I have a lot of friends who are into science fiction, role-playing games, and comic book conventions.  I was never into these things as a kid, and I think that was more related to fear of geek-bullies than lack of interest.  I knew that in order to fit in with groups like this, I had to know a lot of obscure things about these fictional universes, and I had to have a lot of money in order to have all the right toys, books, and the like.  What makes geek-bullying so sad is its blatant hypocrisy.  So many of these people who identify as geeks and nerds talk about having been bullied as kids, yet they don’t seem to think about how these “a true fan of this does that” statements set up exactly the kind of environment that resulted in their exclusion in another setting.  The victims have become the oppressors.  You either have to be exactly like this or you’ll be intimidated and treated like a lesser being.  Only the Sith deal in absolutes.

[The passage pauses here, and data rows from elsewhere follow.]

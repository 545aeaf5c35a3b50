//! Address expressions: projecting nested provider responses into flat fields.
//!
//! An address is a `|`-separated list of alternatives. Each alternative is a
//! `.`-separated path of segments, optionally ending in `@` to flag the
//! result for provider-specific post-processing:
//!
//! ```text
//! title                       plain key
//! title.0@                    list index, post-process
//! author.*.family             every element of a list
//! author.*.[given,family]     several keys of the same value
//! published.date-parts|issued.date-parts
//! ```
//!
//! Expressions are parsed once into [`Address`] and evaluated against
//! `serde_json::Value` trees. A *missing* value is a normal outcome; using a
//! segment against the wrong shape of data is an error.

use std::fmt;
use std::str::FromStr;

use serde_json::Value;

use crate::error::{CiteError, Result};
use crate::record::scalar_text;

/// One step of an alternative.
#[derive(Debug, Clone, PartialEq, Eq)]
pub enum Segment {
    /// Index into a list.
    Index(usize),
    /// Fan out over every element of a list.
    Wildcard,
    /// Resolve several keys against the same value and concatenate them.
    Group(Vec<Segment>),
    /// Key of a mapping.
    Key(String),
}

/// One `|`-separated branch of an address.
#[derive(Debug, Clone, PartialEq, Eq)]
pub struct Alternative {
    /// Path to follow, left to right.
    pub segments: Vec<Segment>,
    /// Whether the value needs provider post-processing (`@` suffix).
    pub needs_postprocessing: bool,
}

/// A parsed address expression.
#[derive(Debug, Clone, PartialEq, Eq)]
pub struct Address {
    source: String,
    alternatives: Vec<Alternative>,
}

/// Separators used when an address joins several values into one.
#[derive(Debug, Clone, Copy)]
pub struct Separators<'a> {
    /// Joins the results of a `*` segment.
    pub array: &'a str,
    /// Joins the results of a `[..]` group.
    pub concat: &'a str,
}

/// Outcome of resolving an address.
#[derive(Debug, Clone, PartialEq)]
pub struct Resolved {
    /// `true` when the winning (or last tried) alternative ended in `@`.
    pub needs_postprocessing: bool,
    /// The resolved value; `None` when every alternative came up missing.
    pub value: Option<Value>,
}

impl Address {
    /// Parses an address expression.
    ///
    /// # Errors
    ///
    /// Returns [`CiteError::AddressFormat`] for empty segments, unbalanced
    /// brackets, or `.`, `*`, `[` and `]` inside a bracket group.
    pub fn parse(source: &str) -> Result<Self> {
        let alternatives = source
            .split('|')
            .map(|alt| parse_alternative(source, alt))
            .collect::<Result<Vec<_>>>()?;
        Ok(Self { source: source.to_string(), alternatives })
    }

    /// Returns a copy of this address with `root` prepended to every alternative.
    ///
    /// # Errors
    ///
    /// Returns [`CiteError::AddressFormat`] if `root` is not a plain path.
    pub fn with_root(&self, root: &str) -> Result<Self> {
        if root.is_empty() {
            return Ok(self.clone());
        }
        let prefix = parse_alternative(root, root)?;
        if prefix.needs_postprocessing || prefix.segments.iter().any(|s| matches!(s, Segment::Group(_))) {
            return Err(CiteError::address(root, "a root must be a plain path"));
        }
        let alternatives = self
            .alternatives
            .iter()
            .map(|alt| Alternative {
                segments: prefix.segments.iter().chain(&alt.segments).cloned().collect(),
                needs_postprocessing: alt.needs_postprocessing,
            })
            .collect();
        Ok(Self { source: format!("{root}.{}", self.source), alternatives })
    }

    /// The parsed alternatives, in evaluation order.
    #[must_use]
    pub fn alternatives(&self) -> &[Alternative] {
        &self.alternatives
    }

    /// Evaluates the address against `data`.
    ///
    /// The first alternative producing a value wins; otherwise the result is
    /// missing and carries the flag of the last alternative.
    ///
    /// # Errors
    ///
    /// Returns [`CiteError::AddressFormat`] when an index or `*` is applied to
    /// something that is not a list, or a key to something that is not a
    /// mapping.
    pub fn resolve(&self, data: &Value, seps: Separators<'_>) -> Result<Resolved> {
        let mut needs_postprocessing = false;
        for alt in &self.alternatives {
            needs_postprocessing = alt.needs_postprocessing;
            if let Some(value) = self.walk(data, &alt.segments, seps)? {
                return Ok(Resolved { needs_postprocessing, value: Some(value) });
            }
        }
        Ok(Resolved { needs_postprocessing, value: None })
    }

    fn walk(&self, data: &Value, segments: &[Segment], seps: Separators<'_>) -> Result<Option<Value>> {
        let mut current = data;
        for (i, segment) in segments.iter().enumerate() {
            if current.as_array().is_some_and(Vec::is_empty) {
                return Ok(None);
            }
            let rest = &segments[i + 1..];
            match segment {
                Segment::Index(index) => {
                    let Value::Array(items) = current else {
                        return Err(self.misuse(&format!("index {index}"), current));
                    };
                    match items.get(*index) {
                        Some(item) => current = item,
                        None => return Ok(None),
                    }
                }
                Segment::Wildcard => {
                    let Value::Array(items) = current else {
                        return Err(self.misuse("`*`", current));
                    };
                    let mut parts = Vec::new();
                    for item in items {
                        if let Some(text) = self.walk(item, rest, seps)?.as_ref().and_then(scalar_text) {
                            parts.push(text);
                        }
                    }
                    return Ok(joined(parts, seps.array));
                }
                Segment::Group(keys) => {
                    let mut parts = Vec::new();
                    for key in keys {
                        let path: Vec<Segment> =
                            std::iter::once(key.clone()).chain(rest.iter().cloned()).collect();
                        if let Some(text) = self.walk(current, &path, seps)?.as_ref().and_then(scalar_text) {
                            parts.push(text);
                        }
                    }
                    return Ok(joined(parts, seps.concat));
                }
                Segment::Key(key) => match current {
                    Value::Object(map) => match map.get(key) {
                        Some(value) => current = value,
                        None => return Ok(None),
                    },
                    Value::Null => return Ok(None),
                    other => return Err(self.misuse(&format!("key \"{key}\""), other)),
                },
            }
        }
        Ok((!current.is_null()).then(|| current.clone()))
    }

    fn misuse(&self, what: &str, found: &Value) -> CiteError {
        CiteError::address(&self.source, format!("{what} cannot be applied to {}", kind_of(found)))
    }
}

impl FromStr for Address {
    type Err = CiteError;

    fn from_str(s: &str) -> Result<Self> {
        Self::parse(s)
    }
}

impl fmt::Display for Address {
    fn fmt(&self, f: &mut fmt::Formatter<'_>) -> fmt::Result {
        f.write_str(&self.source)
    }
}

/// Parses and evaluates `address` in one step.
///
/// # Errors
///
/// See [`Address::parse`] and [`Address::resolve`].
pub fn resolve(data: &Value, address: &str, seps: Separators<'_>) -> Result<Resolved> {
    Address::parse(address)?.resolve(data, seps)
}

fn joined(parts: Vec<String>, separator: &str) -> Option<Value> {
    (!parts.is_empty()).then(|| Value::String(parts.join(separator)))
}

fn kind_of(value: &Value) -> &'static str {
    match value {
        Value::Null => "null",
        Value::Bool(_) => "a boolean",
        Value::Number(_) => "a number",
        Value::String(_) => "a string",
        Value::Array(_) => "a list",
        Value::Object(_) => "a mapping",
    }
}

fn parse_alternative(source: &str, alt: &str) -> Result<Alternative> {
    let (path, needs_postprocessing) = match alt.strip_suffix('@') {
        Some(path) => (path, true),
        None => (alt, false),
    };
    let mut segments = Vec::new();
    for raw in split_path(source, path)? {
        segments.push(parse_segment(source, raw)?);
    }
    Ok(Alternative { segments, needs_postprocessing })
}

/// Splits on `.` outside brackets and rejects nested syntax inside them.
fn split_path<'a>(source: &str, path: &'a str) -> Result<Vec<&'a str>> {
    let mut parts = Vec::new();
    let mut start = 0;
    let mut in_group = false;
    for (i, c) in path.char_indices() {
        match c {
            '[' if in_group => return Err(CiteError::address(source, "nested `[` inside a group")),
            '[' => in_group = true,
            ']' if !in_group => return Err(CiteError::address(source, "unmatched `]`")),
            ']' => in_group = false,
            '.' | '*' if in_group => {
                return Err(CiteError::address(source, format!("`{c}` is not allowed inside `[...]`")));
            }
            '.' => {
                parts.push(&path[start..i]);
                start = i + 1;
            }
            _ => {}
        }
    }
    if in_group {
        return Err(CiteError::address(source, "unclosed `[`"));
    }
    parts.push(&path[start..]);
    Ok(parts)
}

fn parse_segment(source: &str, raw: &str) -> Result<Segment> {
    if raw.is_empty() {
        return Err(CiteError::address(source, "empty segment"));
    }
    if raw == "*" {
        return Ok(Segment::Wildcard);
    }
    if let Some(inner) = raw.strip_prefix('[') {
        let Some(inner) = inner.strip_suffix(']') else {
            return Err(CiteError::address(source, format!("segment \"{raw}\" must end with `]`")));
        };
        let keys = inner
            .split(',')
            .map(|key| match key.trim() {
                "" => Err(CiteError::address(source, "empty key inside `[...]`")),
                key => Ok(plain_segment(key)),
            })
            .collect::<Result<Vec<_>>>()?;
        return Ok(Segment::Group(keys));
    }
    if raw.contains(['[', ']', '*', '@']) {
        return Err(CiteError::address(source, format!("malformed segment \"{raw}\"")));
    }
    Ok(plain_segment(raw))
}

fn plain_segment(raw: &str) -> Segment {
    if raw.bytes().all(|b| b.is_ascii_digit()) {
        raw.parse().map_or_else(|_| Segment::Key(raw.to_string()), Segment::Index)
    } else {
        Segment::Key(raw.to_string())
    }
}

This is why I don’t like to label myself a nerd or a geek.  I don’t want to be told that true nerds and true geeks have to like certain things and dislike others.  I just want to be me.  I’m watching the Star Wars 2004 DVD, with all the changes that upset a lot of fans.  I know Han shot first, and I’m not particularly thrilled about Hayden Christensen being in the final scene of ROTJ, but in 2004 the theatrical releases weren’t available on DVD, there were no plans to do so, and it’s not worth me going out and spending a ton more money just so a few minutes of the movies will look the way they did in the 70s and 80s.  If I did not own any of the Star Wars movies on DVD, and I were to buy them for the first time on DVD after the original theatrical versions had been released on DVD, I’d probably go with the originals, but it’s not worth it to buy another set right now.  And I’m going to watch them in flashback order, including all three prequels.  The article I linked to above on Machete Order, in explaining how and why to include the prequels, says “Maybe you actually like the prequels (seriously?).”  The message this author is trying to send is clear: no one really likes the prequels all that much, and if you do, there’s something wrong with you.  While this was probably intended to be tongue-in-cheek, it is also a classic example of geek-bullying.  So what if you like the prequels?  Maybe you look for different things in a movie than what the author of this article does.  It doesn’t mean one way is right and the other is wrong.  (Personally, I don’t think the prequels have stood the test of time as well as the classic trilogy, but I don’t dislike them either.)

Many people who consider themselves geeks like to say that being a geek is all about being really into your passions.  If that’s true, then let other people be really into their passions, and stop bullying them or making fun of them for having unpopular passions.  Do not be seduced by the Dark Side to become a bully.